→ Task brief: Nothing but the lines from the one containing "and returns its" through the one containing "let store = Arc::new(MemoryStore::new(shared.clone()));", both included, should be given again, each exactly as written below.

######

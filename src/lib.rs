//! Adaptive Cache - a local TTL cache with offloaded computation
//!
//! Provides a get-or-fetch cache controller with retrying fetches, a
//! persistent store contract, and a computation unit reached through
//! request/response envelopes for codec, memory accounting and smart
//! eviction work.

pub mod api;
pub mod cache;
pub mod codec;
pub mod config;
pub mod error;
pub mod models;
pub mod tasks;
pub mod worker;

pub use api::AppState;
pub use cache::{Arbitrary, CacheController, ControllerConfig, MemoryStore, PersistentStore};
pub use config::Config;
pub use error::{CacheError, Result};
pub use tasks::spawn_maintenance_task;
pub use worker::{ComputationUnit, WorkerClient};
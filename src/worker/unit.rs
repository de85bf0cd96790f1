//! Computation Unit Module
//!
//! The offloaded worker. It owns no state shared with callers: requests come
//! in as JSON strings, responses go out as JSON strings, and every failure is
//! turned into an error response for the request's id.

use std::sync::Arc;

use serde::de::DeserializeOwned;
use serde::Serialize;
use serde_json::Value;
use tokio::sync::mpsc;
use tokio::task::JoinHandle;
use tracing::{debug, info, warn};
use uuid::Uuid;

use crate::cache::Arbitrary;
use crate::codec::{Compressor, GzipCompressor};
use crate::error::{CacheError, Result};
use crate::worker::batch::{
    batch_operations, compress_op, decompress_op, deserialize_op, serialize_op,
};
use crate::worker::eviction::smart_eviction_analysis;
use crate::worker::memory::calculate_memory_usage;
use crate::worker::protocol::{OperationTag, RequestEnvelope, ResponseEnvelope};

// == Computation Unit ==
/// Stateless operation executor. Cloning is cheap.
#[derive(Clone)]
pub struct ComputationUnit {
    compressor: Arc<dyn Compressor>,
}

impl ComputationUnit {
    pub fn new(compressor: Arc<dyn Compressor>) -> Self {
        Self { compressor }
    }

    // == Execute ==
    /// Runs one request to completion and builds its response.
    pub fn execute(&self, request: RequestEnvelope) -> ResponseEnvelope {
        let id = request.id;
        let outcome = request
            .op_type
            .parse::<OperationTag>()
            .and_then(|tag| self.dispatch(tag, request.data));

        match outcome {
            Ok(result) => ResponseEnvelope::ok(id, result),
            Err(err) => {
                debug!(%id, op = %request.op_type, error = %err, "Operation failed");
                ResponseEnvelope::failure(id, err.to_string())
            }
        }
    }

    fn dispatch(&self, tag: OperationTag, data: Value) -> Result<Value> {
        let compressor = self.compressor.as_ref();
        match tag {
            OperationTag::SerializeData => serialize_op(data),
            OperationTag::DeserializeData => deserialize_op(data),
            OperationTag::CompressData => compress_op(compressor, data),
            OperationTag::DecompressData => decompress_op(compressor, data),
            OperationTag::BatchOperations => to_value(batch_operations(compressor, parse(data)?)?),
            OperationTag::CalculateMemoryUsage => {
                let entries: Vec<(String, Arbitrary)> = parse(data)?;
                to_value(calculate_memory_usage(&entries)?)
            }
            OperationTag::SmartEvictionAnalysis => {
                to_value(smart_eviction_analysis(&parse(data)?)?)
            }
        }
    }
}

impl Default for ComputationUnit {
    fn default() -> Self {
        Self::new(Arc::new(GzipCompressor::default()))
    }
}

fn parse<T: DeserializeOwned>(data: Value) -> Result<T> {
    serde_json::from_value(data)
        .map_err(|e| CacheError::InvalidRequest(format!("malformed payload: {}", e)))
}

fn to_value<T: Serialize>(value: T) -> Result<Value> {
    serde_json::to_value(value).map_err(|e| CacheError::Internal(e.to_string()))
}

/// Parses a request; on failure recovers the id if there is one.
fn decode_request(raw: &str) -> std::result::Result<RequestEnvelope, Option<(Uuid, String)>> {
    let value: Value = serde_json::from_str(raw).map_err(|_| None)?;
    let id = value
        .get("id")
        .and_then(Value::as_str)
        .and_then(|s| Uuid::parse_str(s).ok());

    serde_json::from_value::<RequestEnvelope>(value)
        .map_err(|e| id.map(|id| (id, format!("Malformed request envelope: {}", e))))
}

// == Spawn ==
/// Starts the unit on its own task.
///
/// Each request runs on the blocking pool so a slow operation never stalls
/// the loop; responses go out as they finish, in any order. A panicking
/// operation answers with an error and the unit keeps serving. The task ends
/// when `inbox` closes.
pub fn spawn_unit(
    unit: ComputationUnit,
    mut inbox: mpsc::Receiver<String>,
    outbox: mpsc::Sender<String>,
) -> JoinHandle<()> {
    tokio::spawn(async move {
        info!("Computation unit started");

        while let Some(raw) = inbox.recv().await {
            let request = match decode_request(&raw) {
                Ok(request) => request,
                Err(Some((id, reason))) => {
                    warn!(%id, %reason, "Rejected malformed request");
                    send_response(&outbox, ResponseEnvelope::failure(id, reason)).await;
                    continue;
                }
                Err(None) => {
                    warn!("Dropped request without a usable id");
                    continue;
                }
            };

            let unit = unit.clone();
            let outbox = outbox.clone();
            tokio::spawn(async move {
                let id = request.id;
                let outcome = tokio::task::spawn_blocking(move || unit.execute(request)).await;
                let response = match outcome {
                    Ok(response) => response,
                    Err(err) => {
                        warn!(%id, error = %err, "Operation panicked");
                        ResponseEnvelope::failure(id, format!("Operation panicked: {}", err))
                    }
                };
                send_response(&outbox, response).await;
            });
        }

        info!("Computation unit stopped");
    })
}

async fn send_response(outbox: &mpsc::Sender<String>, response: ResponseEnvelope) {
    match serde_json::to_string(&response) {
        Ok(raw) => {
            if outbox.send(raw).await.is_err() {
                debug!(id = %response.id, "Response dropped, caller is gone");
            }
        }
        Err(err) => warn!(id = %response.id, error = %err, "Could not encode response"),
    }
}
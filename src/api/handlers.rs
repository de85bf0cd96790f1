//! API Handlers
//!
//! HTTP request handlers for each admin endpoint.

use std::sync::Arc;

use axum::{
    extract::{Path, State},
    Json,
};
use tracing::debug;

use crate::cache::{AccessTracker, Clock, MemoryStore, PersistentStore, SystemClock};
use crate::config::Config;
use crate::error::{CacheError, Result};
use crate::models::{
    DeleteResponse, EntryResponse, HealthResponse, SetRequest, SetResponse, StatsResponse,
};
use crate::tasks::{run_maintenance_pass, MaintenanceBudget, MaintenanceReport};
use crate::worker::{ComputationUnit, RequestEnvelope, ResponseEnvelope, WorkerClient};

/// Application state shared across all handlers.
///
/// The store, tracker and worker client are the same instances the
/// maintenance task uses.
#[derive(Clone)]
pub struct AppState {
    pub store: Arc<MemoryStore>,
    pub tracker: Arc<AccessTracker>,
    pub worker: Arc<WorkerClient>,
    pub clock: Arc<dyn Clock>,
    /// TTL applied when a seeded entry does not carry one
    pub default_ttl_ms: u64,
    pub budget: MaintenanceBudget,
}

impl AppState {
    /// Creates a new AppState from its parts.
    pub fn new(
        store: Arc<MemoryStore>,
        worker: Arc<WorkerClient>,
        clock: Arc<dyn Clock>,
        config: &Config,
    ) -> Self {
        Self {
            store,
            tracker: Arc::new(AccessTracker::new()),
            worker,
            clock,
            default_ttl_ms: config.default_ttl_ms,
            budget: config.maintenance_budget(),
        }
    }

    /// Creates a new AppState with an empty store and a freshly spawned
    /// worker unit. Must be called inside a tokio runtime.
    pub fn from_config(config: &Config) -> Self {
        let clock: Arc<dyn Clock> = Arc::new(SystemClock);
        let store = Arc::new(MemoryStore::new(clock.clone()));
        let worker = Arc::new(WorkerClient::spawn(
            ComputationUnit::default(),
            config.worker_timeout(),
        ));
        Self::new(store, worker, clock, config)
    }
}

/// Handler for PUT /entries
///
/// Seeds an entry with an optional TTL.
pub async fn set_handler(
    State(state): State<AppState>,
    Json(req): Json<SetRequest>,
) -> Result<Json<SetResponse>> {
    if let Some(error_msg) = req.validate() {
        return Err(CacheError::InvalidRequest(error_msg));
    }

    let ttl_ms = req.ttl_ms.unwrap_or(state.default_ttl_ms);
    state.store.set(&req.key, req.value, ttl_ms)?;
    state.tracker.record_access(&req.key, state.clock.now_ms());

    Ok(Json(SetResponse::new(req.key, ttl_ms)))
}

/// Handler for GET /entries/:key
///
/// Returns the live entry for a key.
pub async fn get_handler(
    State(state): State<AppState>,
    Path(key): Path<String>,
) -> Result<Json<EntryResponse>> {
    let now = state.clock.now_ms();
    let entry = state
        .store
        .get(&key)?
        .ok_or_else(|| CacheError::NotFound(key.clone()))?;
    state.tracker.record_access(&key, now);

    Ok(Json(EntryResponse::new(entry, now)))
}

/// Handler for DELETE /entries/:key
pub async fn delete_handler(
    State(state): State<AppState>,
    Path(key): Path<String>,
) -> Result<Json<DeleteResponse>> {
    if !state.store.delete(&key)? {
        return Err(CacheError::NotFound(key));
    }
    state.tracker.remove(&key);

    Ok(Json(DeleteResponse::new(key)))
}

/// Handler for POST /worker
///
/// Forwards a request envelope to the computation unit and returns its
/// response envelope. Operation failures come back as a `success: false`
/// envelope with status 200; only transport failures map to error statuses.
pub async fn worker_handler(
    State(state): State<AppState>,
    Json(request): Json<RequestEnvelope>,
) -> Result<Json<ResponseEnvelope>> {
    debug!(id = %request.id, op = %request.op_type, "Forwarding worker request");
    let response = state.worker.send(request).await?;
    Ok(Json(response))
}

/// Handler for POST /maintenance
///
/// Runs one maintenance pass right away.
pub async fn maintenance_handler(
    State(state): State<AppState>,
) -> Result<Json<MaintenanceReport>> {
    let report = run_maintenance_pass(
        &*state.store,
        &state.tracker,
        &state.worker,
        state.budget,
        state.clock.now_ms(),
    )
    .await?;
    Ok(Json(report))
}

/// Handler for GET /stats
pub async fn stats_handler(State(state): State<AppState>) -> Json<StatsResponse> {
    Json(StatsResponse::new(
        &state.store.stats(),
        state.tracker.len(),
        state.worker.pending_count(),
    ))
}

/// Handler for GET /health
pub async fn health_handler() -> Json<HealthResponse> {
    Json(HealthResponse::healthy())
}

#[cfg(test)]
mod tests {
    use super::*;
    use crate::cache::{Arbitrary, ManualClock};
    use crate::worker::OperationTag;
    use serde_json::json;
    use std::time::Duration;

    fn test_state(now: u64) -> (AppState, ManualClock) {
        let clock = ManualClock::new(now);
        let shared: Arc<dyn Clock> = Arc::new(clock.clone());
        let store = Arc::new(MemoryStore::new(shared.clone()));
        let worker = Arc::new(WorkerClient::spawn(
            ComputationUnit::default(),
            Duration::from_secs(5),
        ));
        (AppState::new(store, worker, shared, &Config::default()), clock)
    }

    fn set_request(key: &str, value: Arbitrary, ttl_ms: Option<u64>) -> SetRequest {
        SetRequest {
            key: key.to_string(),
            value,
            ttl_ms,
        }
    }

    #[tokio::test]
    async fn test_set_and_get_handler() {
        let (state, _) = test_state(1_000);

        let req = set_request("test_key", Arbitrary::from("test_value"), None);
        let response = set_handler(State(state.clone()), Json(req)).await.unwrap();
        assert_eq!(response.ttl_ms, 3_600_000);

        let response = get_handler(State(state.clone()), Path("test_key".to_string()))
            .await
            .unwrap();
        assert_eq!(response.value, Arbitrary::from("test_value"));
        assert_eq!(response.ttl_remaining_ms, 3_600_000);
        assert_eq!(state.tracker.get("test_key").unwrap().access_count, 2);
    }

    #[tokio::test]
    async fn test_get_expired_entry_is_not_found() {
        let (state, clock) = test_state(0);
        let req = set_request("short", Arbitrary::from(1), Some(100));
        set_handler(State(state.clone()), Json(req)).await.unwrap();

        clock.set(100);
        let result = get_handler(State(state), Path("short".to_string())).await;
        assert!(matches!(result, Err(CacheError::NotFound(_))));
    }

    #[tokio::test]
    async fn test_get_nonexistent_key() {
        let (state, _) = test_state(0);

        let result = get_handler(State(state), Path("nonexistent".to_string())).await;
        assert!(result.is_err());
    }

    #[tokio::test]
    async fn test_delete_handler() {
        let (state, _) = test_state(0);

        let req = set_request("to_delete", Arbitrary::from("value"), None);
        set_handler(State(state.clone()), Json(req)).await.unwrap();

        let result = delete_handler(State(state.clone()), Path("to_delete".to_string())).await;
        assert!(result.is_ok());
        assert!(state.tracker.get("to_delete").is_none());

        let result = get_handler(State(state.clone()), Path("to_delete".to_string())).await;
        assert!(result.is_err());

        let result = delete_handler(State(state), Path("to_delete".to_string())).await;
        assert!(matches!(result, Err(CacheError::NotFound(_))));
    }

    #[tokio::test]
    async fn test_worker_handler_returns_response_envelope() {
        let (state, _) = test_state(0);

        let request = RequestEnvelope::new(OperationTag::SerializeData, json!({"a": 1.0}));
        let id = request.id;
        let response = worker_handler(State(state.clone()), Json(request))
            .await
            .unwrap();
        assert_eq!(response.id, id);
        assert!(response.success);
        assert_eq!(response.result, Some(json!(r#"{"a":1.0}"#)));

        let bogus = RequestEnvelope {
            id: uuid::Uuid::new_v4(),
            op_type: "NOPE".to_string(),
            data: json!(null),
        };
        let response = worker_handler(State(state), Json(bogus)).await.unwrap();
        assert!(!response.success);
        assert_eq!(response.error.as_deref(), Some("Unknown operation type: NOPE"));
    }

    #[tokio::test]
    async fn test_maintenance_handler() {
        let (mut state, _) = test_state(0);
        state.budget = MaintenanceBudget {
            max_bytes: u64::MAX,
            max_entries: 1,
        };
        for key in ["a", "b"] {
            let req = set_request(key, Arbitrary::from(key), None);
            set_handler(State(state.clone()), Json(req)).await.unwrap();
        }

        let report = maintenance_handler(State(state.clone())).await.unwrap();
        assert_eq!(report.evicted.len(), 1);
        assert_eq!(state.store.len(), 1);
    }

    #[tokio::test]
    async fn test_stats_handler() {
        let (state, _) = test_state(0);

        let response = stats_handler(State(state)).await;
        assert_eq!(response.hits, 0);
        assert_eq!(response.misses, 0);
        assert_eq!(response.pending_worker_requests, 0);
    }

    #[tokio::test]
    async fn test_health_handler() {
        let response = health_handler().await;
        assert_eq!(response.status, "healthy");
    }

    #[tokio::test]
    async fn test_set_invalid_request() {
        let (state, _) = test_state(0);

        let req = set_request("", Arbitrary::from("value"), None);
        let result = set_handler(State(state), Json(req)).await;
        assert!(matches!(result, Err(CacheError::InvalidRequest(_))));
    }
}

######

→ Response area:
/// Forwards a request envelope to the computation unit and returns its
/// response envelope. Operation failures come back as a `success: false`
/// envelope with status 200; only transport failures map to error statuses.
pub async fn worker_handler(
    State(state): State<AppState>,
    Json(request): Json<RequestEnvelope>,
) -> Result<Json<ResponseEnvelope>> {
    debug!(id = %request.id, op = %request.op_type, "Forwarding worker request");
    let response = state.worker.send(request).await?;
    Ok(Json(response))
}

/// Handler for POST /maintenance
///
/// Runs one maintenance pass right away.
pub async fn maintenance_handler(
    State(state): State<AppState>,
) -> Result<Json<MaintenanceReport>> {
    let report = run_maintenance_pass(
        &*state.store,
        &state.tracker,
        &state.worker,
        state.budget,
        state.clock.now_ms(),
    )
    .await?;
    Ok(Json(report))
}

/// Handler for GET /stats
pub async fn stats_handler(State(state): State<AppState>) -> Json<StatsResponse> {
    Json(StatsResponse::new(
        &state.store.stats(),
        state.tracker.len(),
        state.worker.pending_count(),
    ))
}

/// Handler for GET /health
pub async fn health_handler() -> Json<HealthResponse> {
    Json(HealthResponse::healthy())
}

#[cfg(test)]
mod tests {
    use super::*;
    use crate::cache::{Arbitrary, ManualClock};
    use crate::worker::OperationTag;
    use serde_json::json;
    use std::time::Duration;

    fn test_state(now: u64) -> (AppState, ManualClock) {
        let clock = ManualClock::new(now);
        let shared: Arc<dyn Clock> = Arc::new(clock.clone());
        let store = Arc::new(MemoryStore::new(shared.clone()));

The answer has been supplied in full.